Out of the lines below, please list those that hold the string "Decimal".

================================

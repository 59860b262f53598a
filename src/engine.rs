//! Validation aggregator.
//!
//! [`RiskEngine::validate`] is the crate's entry point: it fail-fast
//! validates inputs, classifies the proposal, runs the Greeks, probability,
//! and capital analyses, then executes the risk checklist in a fixed order
//! and folds everything into one [`ValidationResult`]. The engine holds only
//! configuration; every call is a pure function of its arguments.

use rust_decimal::Decimal;
use tracing::debug;

use crate::capital;
use crate::checks;
use crate::classifier;
use crate::context::{MarketContext, PortfolioContext};
use crate::error::ValidationError;
use crate::greeks;
use crate::position::OptionPosition;
use crate::probability;
use crate::profile::ConcentrationLimits;
use crate::result::ValidationResult;

/// Tunable engine parameters, supplied by the host.
#[derive(Debug, Clone, PartialEq)]
pub struct EngineConfig {
    /// Annualized risk-free rate used in the Black-Scholes math.
    pub risk_free_rate: f64,
    /// Shares per option contract.
    pub contract_multiplier: u32,
    /// Position-count concentration thresholds.
    pub concentration: ConcentrationLimits,
    /// Days to expiry inside which short ITM legs draw assignment scrutiny.
    pub assignment_window_days: i64,
    /// Delta-implied assignment probability above which the check warns.
    pub assignment_delta_threshold: f64,
    /// IV-rank percentile below which premium selling draws a warning.
    pub low_iv_rank_threshold: f64,
}

impl Default for EngineConfig {
    fn default() -> Self {
        Self {
            risk_free_rate: 0.05,
            contract_multiplier: 100,
            concentration: ConcentrationLimits::default(),
            assignment_window_days: 7,
            assignment_delta_threshold: 0.5,
            low_iv_rank_threshold: 50.0,
        }
    }
}

impl EngineConfig {
    /// Override the risk-free rate.
    #[must_use]
    pub const fn with_risk_free_rate(mut self, rate: f64) -> Self {
        self.risk_free_rate = rate;
        self
    }

    /// Override the concentration thresholds.
    #[must_use]
    pub const fn with_concentration(mut self, limits: ConcentrationLimits) -> Self {
        self.concentration = limits;
        self
    }
}

/// Pre-trade risk validation engine.
#[derive(Debug, Clone, Default)]
pub struct RiskEngine {
    config: EngineConfig,
}

impl RiskEngine {
    /// Build an engine with the given configuration.
    #[must_use]
    pub const fn new(config: EngineConfig) -> Self {
        Self { config }
    }

    /// The engine's configuration.
    #[must_use]
    pub const fn config(&self) -> &EngineConfig {
        &self.config
    }

    /// Validate a proposed multi-leg strategy against a portfolio.
    ///
    /// Checks are returned in a fixed order: capital, Greeks limits,
    /// probability, IV rank, symbol concentration, expiration concentration,
    /// strike concentration, assignment risk. `passed` is `false` iff at
    /// least one check is a blocker; warnings never block.
    ///
    /// # Errors
    ///
    /// - [`ValidationError::EmptyProposal`] for a proposal with no legs.
    /// - [`ValidationError::InvalidPosition`] / [`ValidationError::ExpiredLeg`]
    ///   when an input leg is malformed; no partial result is produced.
    /// - [`ValidationError::Computation`] when the pricing math cannot run
    ///   for a leg.
    pub fn validate(
        &self,
        proposed: &[OptionPosition],
        portfolio: &PortfolioContext,
        market: &MarketContext,
    ) -> Result<ValidationResult, ValidationError> {
        if proposed.is_empty() {
            return Err(ValidationError::EmptyProposal);
        }
        let as_of = market.valuation_date;
        for (index, leg) in proposed.iter().enumerate() {
            leg.check_fields(index, as_of, true)?;
        }
        for (index, leg) in portfolio.existing_positions.iter().enumerate() {
            leg.check_fields(index, as_of, false)?;
        }

        let strategy = classifier::classify(proposed, self.config.contract_multiplier);
        debug!(
            strategy = %strategy.strategy_type,
            legs = proposed.len(),
            "classified proposal"
        );

        // Expired legs still sitting in the book contribute nothing to the
        // forward-looking Greeks.
        let live_book: Vec<OptionPosition> = portfolio
            .existing_positions
            .iter()
            .filter(|leg| leg.days_to_expiry(as_of) > 0)
            .cloned()
            .collect();
        if live_book.len() < portfolio.existing_positions.len() {
            debug!(
                skipped = portfolio.existing_positions.len() - live_book.len(),
                "ignoring expired legs in the existing book"
            );
        }

        let greeks_impact =
            greeks::portfolio_impact(&live_book, proposed, as_of, self.config.risk_free_rate)?;
        let probability_analysis = probability::analyze(&strategy, proposed, as_of)?;
        let assessment = capital::assess(&strategy, proposed, self.config.contract_multiplier);

        let limits = portfolio.risk_profile.greeks_limits();
        let checks = vec![
            capital::capital_requirement(&assessment, portfolio.cash_balance),
            checks::greeks_limits(&greeks_impact, &limits),
            checks::probability_of_profit(
                &probability_analysis,
                portfolio.risk_profile.min_pop(),
            ),
            checks::iv_rank(
                &strategy,
                market.iv_rank_percentile,
                self.config.low_iv_rank_threshold,
            ),
            checks::symbol_concentration(
                &portfolio.existing_positions,
                proposed,
                &self.config.concentration,
            ),
            checks::expiration_concentration(
                &portfolio.existing_positions,
                proposed,
                &self.config.concentration,
            ),
            checks::strike_concentration(
                &portfolio.existing_positions,
                proposed,
                &self.config.concentration,
            ),
            checks::assignment_risk(
                proposed,
                as_of,
                self.config.risk_free_rate,
                self.config.assignment_window_days,
                self.config.assignment_delta_threshold,
            )?,
        ];

        let passed = !checks.iter().any(checks::RiskCheck::is_blocker);
        let estimated_cost: Decimal = assessment.estimated_cost;
        debug!(
            passed,
            blockers = checks.iter().filter(|check| check.is_blocker()).count(),
            warnings = checks.iter().filter(|check| check.is_warning()).count(),
            "validation complete"
        );

        Ok(ValidationResult {
            passed,
            checks,
            strategy_info: strategy.info,
            greeks_impact,
            probability_analysis,
            estimated_cost,
        })
    }
}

================================

**Expected output**:
use rust_decimal::Decimal;
        let estimated_cost: Decimal = assessment.estimated_cost;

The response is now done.